# WORK INSTRUCTION
Below are the records; retype each one exactly.

── MATERIAL SHOWN ──

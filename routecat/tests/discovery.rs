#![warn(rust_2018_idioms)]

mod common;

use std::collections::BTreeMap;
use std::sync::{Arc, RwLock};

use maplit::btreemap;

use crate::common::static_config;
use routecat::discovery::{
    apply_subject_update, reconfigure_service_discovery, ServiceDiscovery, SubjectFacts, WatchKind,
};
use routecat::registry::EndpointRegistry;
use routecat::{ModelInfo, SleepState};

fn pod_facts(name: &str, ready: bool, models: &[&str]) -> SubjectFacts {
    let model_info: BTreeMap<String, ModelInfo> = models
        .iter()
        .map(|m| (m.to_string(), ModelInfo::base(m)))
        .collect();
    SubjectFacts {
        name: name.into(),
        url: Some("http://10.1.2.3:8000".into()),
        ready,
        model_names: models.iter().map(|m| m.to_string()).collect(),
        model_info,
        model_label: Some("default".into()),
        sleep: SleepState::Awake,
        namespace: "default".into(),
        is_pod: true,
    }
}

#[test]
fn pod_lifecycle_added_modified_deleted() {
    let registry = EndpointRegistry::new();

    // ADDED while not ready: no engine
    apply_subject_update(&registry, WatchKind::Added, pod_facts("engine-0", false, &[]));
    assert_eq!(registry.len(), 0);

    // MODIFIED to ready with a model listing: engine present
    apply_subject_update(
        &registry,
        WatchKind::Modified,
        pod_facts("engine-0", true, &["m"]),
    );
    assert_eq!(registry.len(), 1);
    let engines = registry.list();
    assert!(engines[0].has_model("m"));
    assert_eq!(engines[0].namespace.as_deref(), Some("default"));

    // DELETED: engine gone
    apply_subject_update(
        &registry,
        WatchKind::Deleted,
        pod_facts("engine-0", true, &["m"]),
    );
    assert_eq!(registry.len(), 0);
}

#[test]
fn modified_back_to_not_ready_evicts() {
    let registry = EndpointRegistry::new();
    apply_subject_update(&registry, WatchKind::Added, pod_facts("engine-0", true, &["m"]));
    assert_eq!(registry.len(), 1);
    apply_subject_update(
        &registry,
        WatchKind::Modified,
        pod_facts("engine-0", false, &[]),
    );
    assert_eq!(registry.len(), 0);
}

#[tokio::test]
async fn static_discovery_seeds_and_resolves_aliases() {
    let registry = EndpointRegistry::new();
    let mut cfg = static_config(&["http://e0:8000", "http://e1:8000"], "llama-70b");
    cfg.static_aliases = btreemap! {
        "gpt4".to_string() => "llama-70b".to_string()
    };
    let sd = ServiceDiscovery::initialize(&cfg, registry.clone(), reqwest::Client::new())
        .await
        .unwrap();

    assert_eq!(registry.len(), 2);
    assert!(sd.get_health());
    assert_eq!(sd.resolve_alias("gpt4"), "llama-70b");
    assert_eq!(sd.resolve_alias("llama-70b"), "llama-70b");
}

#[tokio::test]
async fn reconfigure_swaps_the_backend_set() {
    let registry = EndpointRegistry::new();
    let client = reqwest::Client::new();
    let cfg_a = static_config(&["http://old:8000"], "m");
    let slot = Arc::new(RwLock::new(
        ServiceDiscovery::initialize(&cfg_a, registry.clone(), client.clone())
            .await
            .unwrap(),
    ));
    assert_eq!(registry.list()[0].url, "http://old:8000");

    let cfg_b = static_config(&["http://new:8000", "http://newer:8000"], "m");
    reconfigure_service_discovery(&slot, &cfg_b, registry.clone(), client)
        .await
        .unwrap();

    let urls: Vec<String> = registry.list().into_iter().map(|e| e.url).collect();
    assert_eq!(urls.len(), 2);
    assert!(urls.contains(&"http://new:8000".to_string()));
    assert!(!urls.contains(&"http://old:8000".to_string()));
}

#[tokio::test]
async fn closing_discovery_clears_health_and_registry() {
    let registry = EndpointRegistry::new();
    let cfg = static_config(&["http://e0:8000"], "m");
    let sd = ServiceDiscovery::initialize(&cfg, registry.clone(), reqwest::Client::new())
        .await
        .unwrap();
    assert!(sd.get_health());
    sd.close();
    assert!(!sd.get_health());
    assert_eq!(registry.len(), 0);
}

───

# PROBLEM SOLUTION
filename routecat/tests/discovery.rs
#![warn(rust_2018_idioms)]

mod common;

use std::collections::BTreeMap;
use std::sync::{Arc, RwLock};

use maplit::btreemap;

use crate::common::static_config;
use routecat::discovery::{
    apply_subject_update, reconfigure_service_discovery, ServiceDiscovery, SubjectFacts, WatchKind,
};
use routecat::registry::EndpointRegistry;
use routecat::{ModelInfo, SleepState};

fn pod_facts(name: &str, ready: bool, models: &[&str]) -> SubjectFacts {
    let model_info: BTreeMap<String, ModelInfo> = models
        .iter()
        .map(|m| (m.to_string(), ModelInfo::base(m)))
        .collect();
    SubjectFacts {
        name: name.into(),
        url: Some("http://10.1.2.3:8000".into()),
        ready,
        model_names: models.iter().map(|m| m.to_string()).collect(),
        model_info,
        model_label: Some("default".into()),
        sleep: SleepState::Awake,
        namespace: "default".into(),
        is_pod: true,
    }
}

#[test]
fn pod_lifecycle_added_modified_deleted() {
    let registry = EndpointRegistry::new();

    // ADDED while not ready: no engine
    apply_subject_update(&registry, WatchKind::Added, pod_facts("engine-0", false, &[]));
    assert_eq!(registry.len(), 0);

    // MODIFIED to ready with a model listing: engine present
    apply_subject_update(
        &registry,
        WatchKind::Modified,
        pod_facts("engine-0", true, &["m"]),
    );
    assert_eq!(registry.len(), 1);
    let engines = registry.list();
    assert!(engines[0].has_model("m"));
    assert_eq!(engines[0].namespace.as_deref(), Some("default"));

    // DELETED: engine gone
    apply_subject_update(
        &registry,
        WatchKind::Deleted,
        pod_facts("engine-0", true, &["m"]),
    );
    assert_eq!(registry.len(), 0);
}

#[test]
fn modified_back_to_not_ready_evicts() {
    let registry = EndpointRegistry::new();
    apply_subject_update(&registry, WatchKind::Added, pod_facts("engine-0", true, &["m"]));
    assert_eq!(registry.len(), 1);
    apply_subject_update(
        &registry,
        WatchKind::Modified,
        pod_facts("engine-0", false, &[]),
    );
    assert_eq!(registry.len(), 0);
}

#[tokio::test]
async fn static_discovery_seeds_and_resolves_aliases() {
    let registry = EndpointRegistry::new();
    let mut cfg = static_config(&["http://e0:8000", "http://e1:8000"], "llama-70b");
    cfg.static_aliases = btreemap! {
        "gpt4".to_string() => "llama-70b".to_string()
    };
    let sd = ServiceDiscovery::initialize(&cfg, registry.clone(), reqwest::Client::new())
        .await
        .unwrap();

    assert_eq!(registry.len(), 2);
    assert!(sd.get_health());
    assert_eq!(sd.resolve_alias("gpt4"), "llama-70b");
    assert_eq!(sd.resolve_alias("llama-70b"), "llama-70b");
}

#[tokio::test]
async fn reconfigure_swaps_the_backend_set() {
    let registry = EndpointRegistry::new();
    let client = reqwest::Client::new();
    let cfg_a = static_config(&["http://old:8000"], "m");
    let slot = Arc::new(RwLock::new(
        ServiceDiscovery::initialize(&cfg_a, registry.clone(), client.clone())
            .await
            .unwrap(),
    ));
    assert_eq!(registry.list()[0].url, "http://old:8000");

    let cfg_b = static_config(&["http://new:8000", "http://newer:8000"], "m");
    reconfigure_service_discovery(&slot, &cfg_b, registry.clone(), client)
        .await
        .unwrap();

    let urls: Vec<String> = registry.list().into_iter().map(|e| e.url).collect();
    assert_eq!(urls.len(), 2);
    assert!(urls.contains(&"http://new:8000".to_string()));
    assert!(!urls.contains(&"http://old:8000".to_string()));
}

#[tokio::test]
async fn closing_discovery_clears_health_and_registry() {
    let registry = EndpointRegistry::new();
    let cfg = static_config(&["http://e0:8000"], "m");
    let sd = ServiceDiscovery::initialize(&cfg, registry.clone(), reqwest::Client::new())
        .await
        .unwrap();
    assert!(sd.get_health());
    sd.close();
    assert!(!sd.get_health());
    assert_eq!(registry.len(), 0);
}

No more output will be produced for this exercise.